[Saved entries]
+ + + + + + +

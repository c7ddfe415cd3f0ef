/*
 * Copyright 2025 Security Union LLC
 *
 * Licensed under either of
 *
 * * Apache License, Version 2.0
 *   (http://www.apache.org/licenses/LICENSE-2.0)
 * * MIT license
 *   (http://opensource.org/licenses/MIT)
 *
 * at your option.
 *
 * Unless you explicitly state otherwise, any contribution intentionally
 * submitted for inclusion in the work by you, as defined in the Apache-2.0
 * license, shall be dual licensed as above, without any additional terms or
 * conditions.
 */

//! Annex-B byte stream scanning.
//!
//! NAL units in an Annex-B H.264 elementary stream are delimited by 3-byte
//! (`00 00 01`) or 4-byte (`00 00 00 01`) start codes. The unit's type is the
//! low 5 bits of the byte that follows the start code. This module only
//! frames and classifies units; it never parses their payloads.

use std::ops::Range;

/// NAL unit classification for the types this pipeline cares about.
#[derive(Debug, Clone, Copy, PartialEq, Eq)]
pub enum NalUnitType {
    /// Coded slice of a non-IDR picture (type 1).
    NonIdrSlice,
    /// Coded slice of an IDR picture (type 5).
    IdrSlice,
    /// Supplemental enhancement information (type 6).
    Sei,
    /// Sequence parameter set (type 7).
    Sps,
    /// Picture parameter set (type 8).
    Pps,
    /// Access unit delimiter (type 9).
    AccessUnitDelimiter,
    /// Any other type id.
    Other(u8),
}

impl NalUnitType {
    /// Classify a NAL header byte (the byte immediately after a start code).
    pub fn from_header(header: u8) -> Self {
        match header & 0x1F {
            1 => NalUnitType::NonIdrSlice,
            5 => NalUnitType::IdrSlice,
            6 => NalUnitType::Sei,
            7 => NalUnitType::Sps,
            8 => NalUnitType::Pps,
            9 => NalUnitType::AccessUnitDelimiter,
            other => NalUnitType::Other(other),
        }
    }
}

/// Returns true when `data` begins with a 3- or 4-byte Annex-B start code.
pub fn has_annex_b_prefix(data: &[u8]) -> bool {
    matches!(data, [0, 0, 0, 1, ..] | [0, 0, 1, ..])
}

/// Length of the start code at `offset`, if one begins exactly there.
///
/// A 4-byte code is preferred over the 3-byte code embedded in its tail.
pub fn start_code_len_at(data: &[u8], offset: usize) -> Option<usize> {
    let rest = data.get(offset..)?;
    if rest.starts_with(&[0, 0, 0, 1]) {
        Some(4)
    } else if rest.starts_with(&[0, 0, 1]) {
        Some(3)
    } else {
        None
    }
}

/// Index of the first start code at or after `offset`, or `None`.
pub fn find_next_start_code(data: &[u8], offset: usize) -> Option<usize> {
    if offset >= data.len() {
        return None;
    }
    let mut i = offset;
    // A start code needs at least 3 bytes of room.
    while i + 3 <= data.len() {
        if start_code_len_at(data, i).is_some() {
            return Some(i);
        }
        i += 1;
    }
    None
}

/// Byte range of the first NAL unit of type `wanted`, spanning from its
/// start code to the next start code or the end of `data`.
///
/// Units whose header byte is missing (a start code at the very end of the
/// buffer) are skipped rather than read out of bounds.
pub fn find_unit_of_type(data: &[u8], wanted: NalUnitType) -> Option<Range<usize>> {
    let mut search_from = 0;
    while let Some(start) = find_next_start_code(data, search_from) {
        let code_len = start_code_len_at(data, start)?;
        let header_index = start + code_len;
        if header_index >= data.len() {
            return None;
        }
        if NalUnitType::from_header(data[header_index]) == wanted {
            let end = find_next_start_code(data, header_index).unwrap_or(data.len());
            return Some(start..end);
        }
        search_from = header_index;
    }
    None
}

+ + + + + + +

AIM OF THE EXERCISE »
Only the lines from the first line of the records through the line with "pipeline cares about." should be reproduced, exactly and with nothing added.

SOLUTION »
repository c7ddfe415cd3f0ef
/*
 * Copyright 2025 Security Union LLC
 *
 * Licensed under either of
 *
 * * Apache License, Version 2.0
 *   (http://www.apache.org/licenses/LICENSE-2.0)
 * * MIT license
 *   (http://opensource.org/licenses/MIT)
 *
 * at your option.
 *
 * Unless you explicitly state otherwise, any contribution intentionally
 * submitted for inclusion in the work by you, as defined in the Apache-2.0
 * license, shall be dual licensed as above, without any additional terms or
 * conditions.
 */

//! Annex-B byte stream scanning.
//!
//! NAL units in an Annex-B H.264 elementary stream are delimited by 3-byte
//! (`00 00 01`) or 4-byte (`00 00 00 01`) start codes. The unit's type is the
//! low 5 bits of the byte that follows the start code. This module only
//! frames and classifies units; it never parses their payloads.

use std::ops::Range;

/// NAL unit classification for the types this pipeline cares about.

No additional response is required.